International career
- Years: Team / Apps / (Points)
- 2000–2011: Ireland / 67 / (30)
- 2000–2010: Ireland A / 15 / (5)
- Correct as of 29 September 2011

= Marcus Horan =

Irish rugby union player

Marcus Horan (born 7 September 1977) is a retired Irish rugby union player who played prop for Munster and Ireland.

==Early life==
Horan was educated at Scoil Seanain Naofa (Clonlara National School), St. Munchin's College and Limerick Institute of Technology.
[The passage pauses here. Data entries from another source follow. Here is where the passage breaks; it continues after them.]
//! User components: the [`Component`] capability trait, component classes and
//! the `create_class` builder.
//!
//! A [`ComponentClass`] is what a composite descriptor's type refers to. It
//! knows how to construct a fresh user instance from props. Classes come from
//! two places:
//!
//! - a Rust type implementing [`Component`], wrapped with [`ComponentClass::new`]
//!   or [`ComponentClass::of`]
//! - a [`ClassSpec`] of closures, turned into a class by [`create_class`]

use crate::element::Node;
use crate::error::HookResult;
use crate::identity::ReactId;
use crate::props::Props;
use std::cell::RefCell;
use std::fmt;
use std::rc::{Rc, Weak};

/// Capabilities of a user component instance.
///
/// Only `render` is required. Hooks default to doing nothing.
pub trait Component {
    /// Produce the single node this component mounts as. `None` is a caller
    /// error reported as `MissingRenderOutput`.
    fn render(&self) -> Option<Node>;

    /// Runs once before `render`. An error aborts the render pass.
    fn component_will_mount(&mut self) -> HookResult {
        Ok(())
    }

    /// Runs after the container has been written.
    fn component_did_mount(&mut self) -> HookResult {
        Ok(())
    }

    /// Receives the back-reference to the wrapper that mounted this instance.
    fn attach_internal_instance(&mut self, _internal: InternalInstance) {}
}

/// Mount bookkeeping shared between a composite wrapper and its user instance.
#[derive(Debug)]
pub(crate) struct MountRecord {
    class_name: Rc<str>,
    root_node_id: RefCell<Option<ReactId>>,
}

impl MountRecord {
    pub(crate) fn new(class_name: Rc<str>) -> Rc<Self> {
        Rc::new(Self {
            class_name,
            root_node_id: RefCell::new(None),
        })
    }

    pub(crate) fn set_root_node_id(&self, id: ReactId) {
        *self.root_node_id.borrow_mut() = Some(id);
    }
}

/// Weak back-reference from a user instance to the composite wrapper that
/// mounted it. It never keeps the wrapper alive.
#[derive(Debug, Clone)]
pub struct InternalInstance(Weak<MountRecord>);

impl InternalInstance {
    pub(crate) fn new(record: &Rc<MountRecord>) -> Self {
        Self(Rc::downgrade(record))
    }

    /// Identity path of the wrapper, if it is still alive and mounted.
    pub fn root_node_id(&self) -> Option<ReactId> {
        self.0
            .upgrade()
            .and_then(|record| record.root_node_id.borrow().clone())
    }

    pub fn class_name(&self) -> Option<String> {
        self.0.upgrade().map(|record| record.class_name.to_string())
    }

    /// Whether the wrapper is still alive.
    pub fn is_alive(&self) -> bool {
        self.0.strong_count() > 0
    }
}

type Constructor = Rc<dyn Fn(Props) -> Box<dyn Component>>;

/// A constructor for user component instances.
#[derive(Clone)]
pub struct ComponentClass {
    name: Rc<str>,
    construct: Constructor,
}

impl ComponentClass {
    /// Wrap a constructor function.
    ///
    /// # Example
    /// ```
    /// use rosette_dom::{Component, ComponentClass, Node, Props};
    ///
    /// struct Greeting { name: String }
    ///
    /// impl Component for Greeting {
    ///     fn render(&self) -> Option<Node> {
    ///         Some(Node::from(format!("Hello, {}", self.name)))
    ///     }
    /// }
    ///
    /// let class = ComponentClass::new("Greeting", |props: Props| Greeting {
    ///     name: props.get_str("name").unwrap_or("world").to_string(),
    /// });
    /// assert_eq!(class.name(), "Greeting");
    /// ```
    pub fn new<C, F>(name: impl Into<Rc<str>>, construct: F) -> Self
    where
        C: Component + 'static,
        F: Fn(Props) -> C + 'static,
    {
        Self {
            name: name.into(),
            construct: Rc::new(move |props: Props| {
                Box::new(construct(props)) as Box<dyn Component>
            }),
        }
    }

    /// Class for a type that builds itself from props.
    pub fn of<C>() -> Self
    where
        C: Component + From<Props> + 'static,
    {
        let full = std::any::type_name::<C>();
        let short = full.rsplit("::").next().unwrap_or(full);
        Self::new(short, |props: Props| C::from(props))
    }

    pub fn name(&self) -> &str {
        &self.name
    }

    pub(crate) fn name_rc(&self) -> Rc<str> {
        self.name.clone()
    }

    /// Construct a new user instance.
    pub fn construct(&self, props: Props) -> Box<dyn Component> {
        (self.construct)(props)
    }
}

impl PartialEq for ComponentClass {
    fn eq(&self, other: &Self) -> bool {
        Rc::ptr_eq(&self.construct, &other.construct)
    }
}

impl fmt::Debug for ComponentClass {
    fn fmt(&self, f: &mut fmt::Formatter<'_>) -> fmt::Result {
        write!(f, "ComponentClass({})", self.name)
    }
}

type RenderFn = Rc<dyn Fn(&ClassInstance) -> Option<Node>>;
type InitialStateFn = Rc<dyn Fn(&Props) -> Props>;
type HookFn = Rc<dyn Fn(&mut ClassInstance) -> HookResult>;

/// Closures making up a class built by [`create_class`].
///
/// Every setter is first-wins: once a capability is defined, later
/// definitions (directly or through [`ClassSpec::mixin`]) are ignored.
#[derive(Clone, Default)]
pub struct ClassSpec {
    display_name: Option<String>,
    render: Option<RenderFn>,
    get_initial_state: Option<InitialStateFn>,
    component_will_mount: Option<HookFn>,
    component_did_mount: Option<HookFn>,
}

fn first_wins<T>(slot: &mut Option<T>, value: T, capability: &str) {
    if slot.is_some() {
        tracing::trace!(capability, "already defined, keeping the first definition");
        return;
    }
    *slot = Some(value);
}

impl ClassSpec {
    pub fn new() -> Self {
        Self::default()
    }

    pub fn display_name(mut self, name: impl Into<String>) -> Self {
        first_wins(&mut self.display_name, name.into(), "displayName");
        self
    }

    pub fn render<F>(mut self, f: F) -> Self
    where
        F: Fn(&ClassInstance) -> Option<Node> + 'static,
    {
        first_wins(&mut self.render, Rc::new(f) as RenderFn, "render");
        self
    }

    /// Initial state, computed from the props during construction.
    pub fn get_initial_state<F>(mut self, f: F) -> Self
    where
        F: Fn(&Props) -> Props + 'static,
    {
        first_wins(
            &mut self.get_initial_state,
            Rc::new(f) as InitialStateFn,
            "getInitialState",
        );
        self
    }

    pub fn component_will_mount<F>(mut self, f: F) -> Self
    where
        F: Fn(&mut ClassInstance) -> HookResult + 'static,
    {
        first_wins(
            &mut self.component_will_mount,
            Rc::new(f) as HookFn,
            "componentWillMount",
        );
        self
    }

    pub fn component_did_mount<F>(mut self, f: F) -> Self
    where
        F: Fn(&mut ClassInstance) -> HookResult + 'static,
    {
        first_wins(
            &mut self.component_did_mount,
            Rc::new(f) as HookFn,
            "componentDidMount",
        );
        self
    }

    /// Fill every capability this spec does not define from `other`.
    pub fn mixin(mut self, other: ClassSpec) -> Self {
        if let Some(name) = other.display_name {
            first_wins(&mut self.display_name, name, "displayName");
        }
        if let Some(f) = other.render {
            first_wins(&mut self.render, f, "render");
        }
        if let Some(f) = other.get_initial_state {
            first_wins(&mut self.get_initial_state, f, "getInitialState");
        }
        if let Some(f) = other.component_will_mount {
            first_wins(&mut self.component_will_mount, f, "componentWillMount");
        }
        if let Some(f) = other.component_did_mount {
            first_wins(&mut self.component_did_mount, f, "componentDidMount");
        }
        self
    }
}

impl fmt::Debug for ClassSpec {
    fn fmt(&self, f: &mut fmt::Formatter<'_>) -> fmt::Result {
        f.debug_struct("ClassSpec")
            .field("display_name", &self.display_name)
            .field("render", &self.render.is_some())
            .field("get_initial_state", &self.get_initial_state.is_some())
            .field("component_will_mount", &self.component_will_mount.is_some())
            .field("component_did_mount", &self.component_did_mount.is_some())
            .finish()
    }
}

/// A user instance of a class built by [`create_class`].
pub struct ClassInstance {
    props: Props,
    state: Option<Props>,
    spec: Rc<ClassSpec>,
    internal: Option<InternalInstance>,
}

impl ClassInstance {
    fn new(spec: Rc<ClassSpec>, props: Props) -> Self {
        let state = spec.get_initial_state.as_ref().map(|init| init(&props));
        Self {
            props,
            state,
            spec,
            internal: None,
        }
    }

    pub fn props(&self) -> &Props {
        &self.props
    }

    /// State produced by `get_initial_state`, `None` when the class defines none.
    pub fn state(&self) -> Option<&Props> {
        self.state.as_ref()
    }

    pub fn state_mut(&mut self) -> Option<&mut Props> {
        self.state.as_mut()
    }

    /// Back-reference to the wrapper, available once mounting has begun.
    pub fn internal_instance(&self) -> Option<&InternalInstance> {
        self.internal.as_ref()
    }
}

impl Component for ClassInstance {
    fn render(&self) -> Option<Node> {
        self.spec.render.as_ref().and_then(|render| render(self))
    }

    fn component_will_mount(&mut self) -> HookResult {
        match self.spec.component_will_mount.clone() {
            Some(hook) => hook(self),
            None => Ok(()),
        }
    }

    fn component_did_mount(&mut self) -> HookResult {
        match self.spec.component_did_mount.clone() {
            Some(hook) => hook(self),
            None => Ok(()),
        }
    }

    fn attach_internal_instance(&mut self, internal: InternalInstance) {
        self.internal = Some(internal);
    }
}

/// Build a component class from a spec.
///
/// # Example
/// ```
/// use rosette_dom::{ClassSpec, Node, Props, create_class};
///
/// let hello = create_class(
///     ClassSpec::new()
///         .display_name("HelloMessage")
///         .get_initial_state(|_props| Props::new().with("greeting", "say:"))
///         .render(|this| {
///             let greeting = this.state()?.get_str("greeting")?.to_string();
///             Some(Node::from(greeting))
///         }),
/// );
/// assert_eq!(hello.name(), "HelloMessage");
/// ```
pub fn create_class(spec: ClassSpec) -> ComponentClass {
    let name = spec
        .display_name
        .clone()
        .unwrap_or_else(|| "Component".to_string());
    let spec = Rc::new(spec);
    ComponentClass::new(name, move |props: Props| ClassInstance::new(spec.clone(), props))
}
The current Munster and Ireland prop Dave Kilcoyne is a cousin of Horan's.

==Munster==
Horan made his Munster debut in the 1999–00 season, and was part of the winning team that saw Munster crowned Europeans Champions in 2006. He managed to recover from a calf injury that he picked up in training six weeks prior to the final, and played a role in the Heineken Cup final, where Munster defeated Biarritz 23–19.

Horan also played an integral part in Munster's Heineken Cup victory at the Millennium Stadium, Cardiff on 24 May 2008, when Munster were crowned European Champions for the second time, defeating Toulouse 16–13. He lost his place in the Munster team to Wian du Preez but remained an important part of the team, frequently being sprung from the bench and occasionally starting. A broken hand in October 2010 and an irregular heartbeat meant Horan was out for four months. He made his comeback from injury against Edinburgh Rugby on 18 February 2011, and won back the number 1 jersey, starting against Ospreys and Leinster as Munster secured the 2010–11 Magners League.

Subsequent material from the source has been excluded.